We can determine whether there is a difference in the averages by testing the hypothesis based on the following equation:
Equation 1: Overall variation = Variation between groups + Variation within groups
Note that each of these sums is across all the data. (See Appendix A at the end of this column.)
Now, what have house prices to do with processes? Absolutely nothing. We could arrange the six sets of data in any order and get exactly the same result. However, if the sets of data represented a process, the sequence would be critical. For the housing data, the sequence in each group isn’t important. There’s no mention or relevance of time. However, despite time playing no part, Harry used this approach to prove short- and long-term capability.
If we used the same data to represent a process parameter measurement, we might take five samples every hour for six hours. Superficially, this situation looks very similar to the houses example, but the sequence in which house prices are collected has absolutely no effect whatsoever on the result. However, in the case of the process, time and the sequence of measurements are critical. Imagine a run or control chart where the data are mixed up and time is removed. The chart would have no meaning. The goal with process charting is prediction. We want to know, based on the past, what is likely to happen next, so we can better manage our process. This is the very reason for systematic data collection. However, Z.shift and hypothesis tests don’t take time into account.
The delicious irony in most discussions about short- and long-term capability is that time is implied to be irrelevant in a proof about possible futures.
W. Edwards Deming comments on this in Out of the Crisis (MIT press, 2000): “Analysis of variance, t-test, confidence intervals, and other statistical techniques taught in books, however interesting, are inappropriate because they provide no basis for prediction.... Chi-square and tests of significance, taught in some statistical courses, have no application here [in quality management].... Some books teach that the use of a control chart is a test of hypothesis: the process is in control, or it is not. Such errors may derail self-study.”
If we take a look in more detail at the Six Sigma Z.shift equation, as described by Mikel Harry in “How do I determine the value of short term and long term standard deviation?”, we find that he bases his “long term” on variation on the left-hand side of Equation 1, above; and “short-term” on the “variation within groups,” the second term on the right side of Equation 1. Most important, both terms in Equation 1 are summed across all the data, and neither has any reference to time. (See Appendix C, at the end of this column.)

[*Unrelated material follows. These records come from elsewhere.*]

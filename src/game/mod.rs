//! Goldfish trials: per-trial state, turn structure, mana and mulligans

/// Log a formatted decision at normal verbosity
///
/// Formatting is skipped entirely unless the logger would keep the line, and
/// compiled out without the `verbose-logging` feature.
macro_rules! log_if_verbose {
    ($state:expr, $category:expr, $($arg:tt)*) => {
        #[cfg(feature = "verbose-logging")]
        {
            if $state.logger.enabled($crate::game::VerbosityLevel::Normal) {
                $state.logger.decision($category, &format!($($arg)*));
            }
        }
        #[cfg(not(feature = "verbose-logging"))]
        {
            let _ = &$state; // Suppress unused variable warning
        }
    };
}

pub mod goldfish;
pub mod logger;
pub mod mana_tracker;
pub mod mulligan;
pub mod phase;
pub mod state;

pub use goldfish::{GoldfishConfig, GoldfishSimulator, TrialEnd, TrialOutcome};
pub use logger::{LogEntry, LogGuard, OutputMode, TrialLogger, VerbosityLevel};
pub use mana_tracker::{ManaSource, ManaTracker};
pub use mulligan::{resolve_opening_hand, MulliganPolicy, MulliganResult};
pub use phase::{TrialPhase, TurnStructure};
pub use state::{GameState, Permanent};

To complete the capability mish-mash, we should mention Pp and Ppk. These are defined as the “capability” (or should we say “incapability”) of an out-of-control process. An out-of-control process is not capable. Others sources claim that Pp and Ppk represent the nebulous “long term,” while Cp and Cpk are supposed to be “short term.” One can only shake one’s head in dismay at the merry-go-round.
Summary
In summary, “short term” is meaningless in the context of the Z.shift equation. It does not represent a period of time. “Long term” means all the data, not for any especially “long” period of time. “Long term” covers data over exactly the same period of time as “short term.” Hence “short term” and “long term” are meaningless and should not be used. “Midterm” is also nonsense. Using hypothesis testing in this manner ignores all effects of time. It should not be used. The Z.shift equation contributes nothing. It is pointless to use it. Ignore Harry’s instructions that, “When computing Cp, it is necessary to employ the short-term standard deviation.”
By contrast, Shewhart Charts do incorporate time and are an effective means of monitoring and predicting process behavior. The broader message is that the key to good quality is to think and to question what you’ve heard, even if it has been parroted in 1,100 textbooks.
Appendices
Appendix A
Click here for larger image
Where:
X is an individual value
X bar is the average value for a group
X bar bar is the overall average of the values
Appendix B
In an attempt to prop up the fundamental metric for Six Sigma, Mikel Harry presented a new version of the his “1.5” in 2003. This time, rather than a “shift,” he suggests it is a “correction.” He suggests that a correction is required because of the error in the estimate of sigma from a finite set of data. The following is a simplified explanation of his approach.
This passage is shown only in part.